▶ **SUPPLIED RECORDS**
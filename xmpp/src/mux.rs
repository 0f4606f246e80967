// This Source Code Form is subject to the terms of the Mozilla Public
// License, v. 2.0. If a copy of the MPL was not distributed with this
// file, You can obtain one at http://mozilla.org/MPL/2.0/.

//! The stanza multiplexer: ordered routes, wrapping middleware, optional
//! fallback.

use async_trait::async_trait;
use std::sync::Arc;
use tokio::sync::RwLock;

use minidom::IntoAttributeValue;
use quill_stanzas::iq::{Iq, IqType};
use quill_stanzas::message::Message;
use quill_stanzas::ns;
use quill_stanzas::presence::Presence;
use quill_stanzas::Element;

use crate::error::Error;
use crate::session::SessionHandle;

/// A typed incoming stanza.
#[derive(Debug, Clone)]
pub enum Stanza {
    /// A `<message/>` stanza.
    Message(Message),
    /// A `<presence/>` stanza.
    Presence(Presence),
    /// An `<iq/>` stanza.
    Iq(Iq),
}

impl Stanza {
    /// The stanza's element name.
    pub fn local_name(&self) -> &'static str {
        match self {
            Stanza::Message(_) => "message",
            Stanza::Presence(_) => "presence",
            Stanza::Iq(_) => "iq",
        }
    }

    /// The stanza's type attribute value; empty when absent.
    pub fn type_attr(&self) -> String {
        match self {
            Stanza::Message(message) => message.type_.to_string(),
            Stanza::Presence(presence) => presence
                .type_
                .clone()
                .into_attribute_value()
                .unwrap_or_default(),
            Stanza::Iq(iq) => (&iq.payload)
                .into_attribute_value()
                .expect("iq types always serialize"),
        }
    }

    /// The namespace routes match against: for iq stanzas the payload
    /// namespace (that is what extension handlers key on), for the others
    /// the stanza's own namespace.
    pub fn namespace(&self) -> String {
        match self {
            Stanza::Iq(iq) => match &iq.payload {
                IqType::Get(payload) | IqType::Set(payload) => payload.ns(),
                IqType::Result(Some(payload)) => payload.ns(),
                IqType::Result(None) | IqType::Error(_) => ns::DEFAULT_NS.to_owned(),
            },
            _ => ns::DEFAULT_NS.to_owned(),
        }
    }

    /// The stanza's id attribute, if any.
    pub fn id(&self) -> Option<&str> {
        match self {
            Stanza::Message(message) => message.id.as_deref(),
            Stanza::Presence(presence) => presence.id.as_deref(),
            Stanza::Iq(iq) => Some(&iq.id),
        }
    }
}

impl From<Stanza> for Element {
    fn from(stanza: Stanza) -> Element {
        match stanza {
            Stanza::Message(message) => message.into(),
            Stanza::Presence(presence) => presence.into(),
            Stanza::Iq(iq) => iq.into(),
        }
    }
}

/// Handles a stanza routed to it.
#[async_trait]
pub trait StanzaHandler: Send + Sync {
    /// Processes one stanza. An error ends the session's read loop.
    async fn handle_stanza(&self, session: &SessionHandle, stanza: &Stanza)
        -> Result<(), Error>;
}

#[async_trait]
impl<F> StanzaHandler for F
where
    F: Fn(&SessionHandle, &Stanza) -> Result<(), Error> + Send + Sync,
{
    async fn handle_stanza(
        &self,
        session: &SessionHandle,
        stanza: &Stanza,
    ) -> Result<(), Error> {
        self(session, stanza)
    }
}

/// Wraps the handler a stanza was routed to.
///
/// Middleware registered first runs outermost; each layer decides whether to
/// continue with [`Next::run`].
#[async_trait]
pub trait Middleware: Send + Sync {
    /// Processes one stanza, usually delegating to `next`.
    async fn handle(
        &self,
        session: &SessionHandle,
        stanza: &Stanza,
        next: Next<'_>,
    ) -> Result<(), Error>;
}

/// The continuation of a middleware chain.
pub struct Next<'a> {
    middleware: &'a [Arc<dyn Middleware>],
    handler: &'a dyn StanzaHandler,
}

impl<'a> Next<'a> {
    /// Runs the rest of the chain: the remaining middleware, then the
    /// matched handler.
    pub async fn run(self, session: &SessionHandle, stanza: &Stanza) -> Result<(), Error> {
        match self.middleware.split_first() {
            Some((middleware, rest)) => {
                middleware
                    .handle(
                        session,
                        stanza,
                        Next {
                            middleware: rest,
                            handler: self.handler,
                        },
                    )
                    .await
            }
            None => self.handler.handle_stanza(session, stanza).await,
        }
    }
}

/// What a route matches on. Empty fields match anything.
#[derive(Debug, Clone, Default, PartialEq, Eq)]
pub struct RoutePattern {
    /// The element local name (`message`, `presence`, `iq`); empty matches
    /// all.
    pub local: String,
    /// The namespace (payload namespace for iq); empty matches all.
    pub ns: String,
    /// The type attribute value; empty matches all.
    pub type_: String,
}

impl RoutePattern {
    /// A pattern matching every stanza of this element name.
    pub fn element(local: &str) -> RoutePattern {
        RoutePattern {
            local: local.to_owned(),
            ..RoutePattern::default()
        }
    }

    /// Restricts the pattern to one type attribute value.
    pub fn with_type(mut self, type_: &str) -> RoutePattern {
        self.type_ = type_.to_owned();
        self
    }

    /// Restricts the pattern to one namespace.
    pub fn with_ns(mut self, ns: &str) -> RoutePattern {
        self.ns = ns.to_owned();
        self
    }

    fn matches(&self, stanza: &Stanza) -> bool {
        (self.type_.is_empty() || self.type_ == stanza.type_attr())
            && (self.local.is_empty() || self.local == stanza.local_name())
            && (self.ns.is_empty() || self.ns == stanza.namespace())
    }
}

struct Route {
    pattern: RoutePattern,
    handler: Arc<dyn StanzaHandler>,
}

#[derive(Default)]
struct MuxInner {
    routes: Vec<Route>,
    middleware: Vec<Arc<dyn Middleware>>,
    fallback: Option<Arc<dyn StanzaHandler>>,
}

/// Routes stanzas to handlers.
///
/// Routes are tried in registration order and the first match wins; if none
/// matches, the fallback runs; without a fallback the stanza is dropped
/// silently.
#[derive(Default)]
pub struct Mux {
    inner: RwLock<MuxInner>,
}

impl Mux {
    /// Creates an empty multiplexer.
    pub fn new() -> Mux {
        Mux::default()
    }

    /// Appends a route.
    pub async fn handle(&self, pattern: RoutePattern, handler: Arc<dyn StanzaHandler>) {
        self.inner.write().await.routes.push(Route { pattern, handler });
    }

    /// Appends a middleware layer; earlier layers run outermost.
    pub async fn wrap(&self, middleware: Arc<dyn Middleware>) {
        self.inner.write().await.middleware.push(middleware);
    }

    /// Sets the fallback handler for unrouted stanzas.
    pub async fn set_fallback(&self, handler: Arc<dyn StanzaHandler>) {
        self.inner.write().await.fallback = Some(handler);
    }

    /// Routes one stanza: finds the first matching route, wraps its handler
    /// in the middleware chain, and runs it.
    pub async fn dispatch(&self, session: &SessionHandle, stanza: &Stanza) -> Result<(), Error> {
        let inner = self.inner.read().await;
        let handler: &dyn StanzaHandler = match inner
            .routes
            .iter()
            .find(|route| route.pattern.matches(stanza))
        {
            Some(route) => route.handler.as_ref(),
            None => match &inner.fallback {
                Some(fallback) => fallback.as_ref(),
                None => return Ok(()),
            },
        };
        Next {
            middleware: &inner.middleware,
            handler,
        }
        .run(session, stanza)
        .await
    }
}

▶ **TRY IT**
Using the records above, set down exactly the lines from the one with "to one namespace." through the one with "layers run outermost.", inclusive, and nothing more.

▶ **WRITTEN ANSWER**
    /// Restricts the pattern to one namespace.
    pub fn with_ns(mut self, ns: &str) -> RoutePattern {
        self.ns = ns.to_owned();
        self
    }

    fn matches(&self, stanza: &Stanza) -> bool {
        (self.type_.is_empty() || self.type_ == stanza.type_attr())
            && (self.local.is_empty() || self.local == stanza.local_name())
            && (self.ns.is_empty() || self.ns == stanza.namespace())
    }
}

struct Route {
    pattern: RoutePattern,
    handler: Arc<dyn StanzaHandler>,
}

#[derive(Default)]
struct MuxInner {
    routes: Vec<Route>,
    middleware: Vec<Arc<dyn Middleware>>,
    fallback: Option<Arc<dyn StanzaHandler>>,
}

/// Routes stanzas to handlers.
///
/// Routes are tried in registration order and the first match wins; if none
/// matches, the fallback runs; without a fallback the stanza is dropped
/// silently.
#[derive(Default)]
pub struct Mux {
    inner: RwLock<MuxInner>,
}

impl Mux {
    /// Creates an empty multiplexer.
    pub fn new() -> Mux {
        Mux::default()
    }

    /// Appends a route.
    pub async fn handle(&self, pattern: RoutePattern, handler: Arc<dyn StanzaHandler>) {
        self.inner.write().await.routes.push(Route { pattern, handler });
    }

    /// Appends a middleware layer; earlier layers run outermost.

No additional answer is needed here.